• Exercise goal: A verbatim copy of the whole listing is what is needed.

• Data for the task:
★ ★ ★

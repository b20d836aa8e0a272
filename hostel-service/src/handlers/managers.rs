use crate::dtos::{CreateManagerRequest, ManagerResponse};
use crate::middleware::RequestContext;
use crate::models::{Role, User};
use crate::services::access::scoped_hostel;
use crate::startup::AppState;
use crate::utils::ValidatedJson;
use axum::{
    extract::{Path, State},
    http::StatusCode,
    response::IntoResponse,
    Json,
};
use chrono::Utc;
use service_core::error::AppError;

pub async fn list_managers(
    State(state): State<AppState>,
    ctx: RequestContext,
    Path(hostel_id): Path<String>,
) -> Result<impl IntoResponse, AppError> {
    let hostel = scoped_hostel(state.store.as_ref(), &ctx, &hostel_id, Role::Owner).await?;
    let users = state.store.list_users(&hostel.id).await?;
    let managers: Vec<ManagerResponse> = users.into_iter().map(ManagerResponse::from).collect();
    Ok(Json(managers))
}

pub async fn create_manager(
    State(state): State<AppState>,
    ctx: RequestContext,
    Path(hostel_id): Path<String>,
    ValidatedJson(req): ValidatedJson<CreateManagerRequest>,
) -> Result<impl IntoResponse, AppError> {
    let hostel = scoped_hostel(state.store.as_ref(), &ctx, &hostel_id, Role::Owner).await?;

    let user = User::new_manager(
        hostel.id,
        req.name,
        req.email.to_lowercase(),
        req.phone,
        ctx.user_id.clone(),
    );
    state.store.insert_user(&user).await?;

    tracing::info!(user_id = %user.id, hostel_id = %user.hostel_id, "Manager created");

    Ok((StatusCode::CREATED, Json(ManagerResponse::from(user))))
}

pub async fn deactivate_manager(
    State(state): State<AppState>,
    ctx: RequestContext,
    Path((hostel_id, user_id)): Path<(String, String)>,
) -> Result<impl IntoResponse, AppError> {
    let hostel = scoped_hostel(state.store.as_ref(), &ctx, &hostel_id, Role::Owner).await?;
    let mut user = state
        .store
        .get_user(&hostel.id, &user_id)
        .await?
        .ok_or_else(|| AppError::not_found("Manager not found"))?;

    user.is_active = false;
    user.updated_at = Utc::now();
    state.store.update_user(&user).await?;

    tracing::info!(user_id = %user.id, "Manager deactivated");

    Ok(Json(ManagerResponse::from(user)))
}
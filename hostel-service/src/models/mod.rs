//! Domain models for hostel-service.

mod complaint;
mod hostel;
mod payment;
mod reward;
mod role;
mod room;
mod student;
mod user;

pub use complaint::{Complaint, ComplaintCategory, ComplaintPriority, ComplaintStatus};
pub use hostel::{Hostel, HostelFilter};
pub use payment::{
    current_period, due_date_for, generate_receipt_number, NewPayment, Payment, PaymentError,
    PaymentFilter, PaymentMethod, PaymentStatus, PaymentType, PaymentUpdate,
};
pub use reward::Reward;
pub use role::Role;
pub use room::{Room, RoomType};
pub use student::{NewStudent, Student, StudentFilter};
pub use user::User;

★ ★ ★

• Exercise answer:
repository b20d836aa8e0a272
filename hostel-service/src/handlers/managers.rs
use crate::dtos::{CreateManagerRequest, ManagerResponse};
use crate::middleware::RequestContext;
use crate::models::{Role, User};
use crate::services::access::scoped_hostel;
use crate::startup::AppState;
use crate::utils::ValidatedJson;
use axum::{
    extract::{Path, State},
    http::StatusCode,
    response::IntoResponse,
    Json,
};
use chrono::Utc;
use service_core::error::AppError;

pub async fn list_managers(
    State(state): State<AppState>,
    ctx: RequestContext,
    Path(hostel_id): Path<String>,
) -> Result<impl IntoResponse, AppError> {
    let hostel = scoped_hostel(state.store.as_ref(), &ctx, &hostel_id, Role::Owner).await?;
    let users = state.store.list_users(&hostel.id).await?;
    let managers: Vec<ManagerResponse> = users.into_iter().map(ManagerResponse::from).collect();
    Ok(Json(managers))
}

pub async fn create_manager(
    State(state): State<AppState>,
    ctx: RequestContext,
    Path(hostel_id): Path<String>,
    ValidatedJson(req): ValidatedJson<CreateManagerRequest>,
) -> Result<impl IntoResponse, AppError> {
    let hostel = scoped_hostel(state.store.as_ref(), &ctx, &hostel_id, Role::Owner).await?;

    let user = User::new_manager(
        hostel.id,
        req.name,
        req.email.to_lowercase(),
        req.phone,
        ctx.user_id.clone(),
    );
    state.store.insert_user(&user).await?;

    tracing::info!(user_id = %user.id, hostel_id = %user.hostel_id, "Manager created");

    Ok((StatusCode::CREATED, Json(ManagerResponse::from(user))))
}

pub async fn deactivate_manager(
    State(state): State<AppState>,
    ctx: RequestContext,
    Path((hostel_id, user_id)): Path<(String, String)>,
) -> Result<impl IntoResponse, AppError> {
    let hostel = scoped_hostel(state.store.as_ref(), &ctx, &hostel_id, Role::Owner).await?;
    let mut user = state
        .store
        .get_user(&hostel.id, &user_id)
        .await?
        .ok_or_else(|| AppError::not_found("Manager not found"))?;

    user.is_active = false;
    user.updated_at = Utc::now();
    state.store.update_user(&user).await?;

    tracing::info!(user_id = %user.id, "Manager deactivated");

    Ok(Json(ManagerResponse::from(user)))
}
filename hostel-service/src/models/mod.rs
//! Domain models for hostel-service.

mod complaint;
mod hostel;
mod payment;
mod reward;
mod role;
mod room;
mod student;
mod user;

pub use complaint::{Complaint, ComplaintCategory, ComplaintPriority, ComplaintStatus};
pub use hostel::{Hostel, HostelFilter};
pub use payment::{
    current_period, due_date_for, generate_receipt_number, NewPayment, Payment, PaymentError,
    PaymentFilter, PaymentMethod, PaymentStatus, PaymentType, PaymentUpdate,
};
pub use reward::Reward;
pub use role::Role;
pub use room::{Room, RoomType};
pub use student::{NewStudent, Student, StudentFilter};
pub use user::User;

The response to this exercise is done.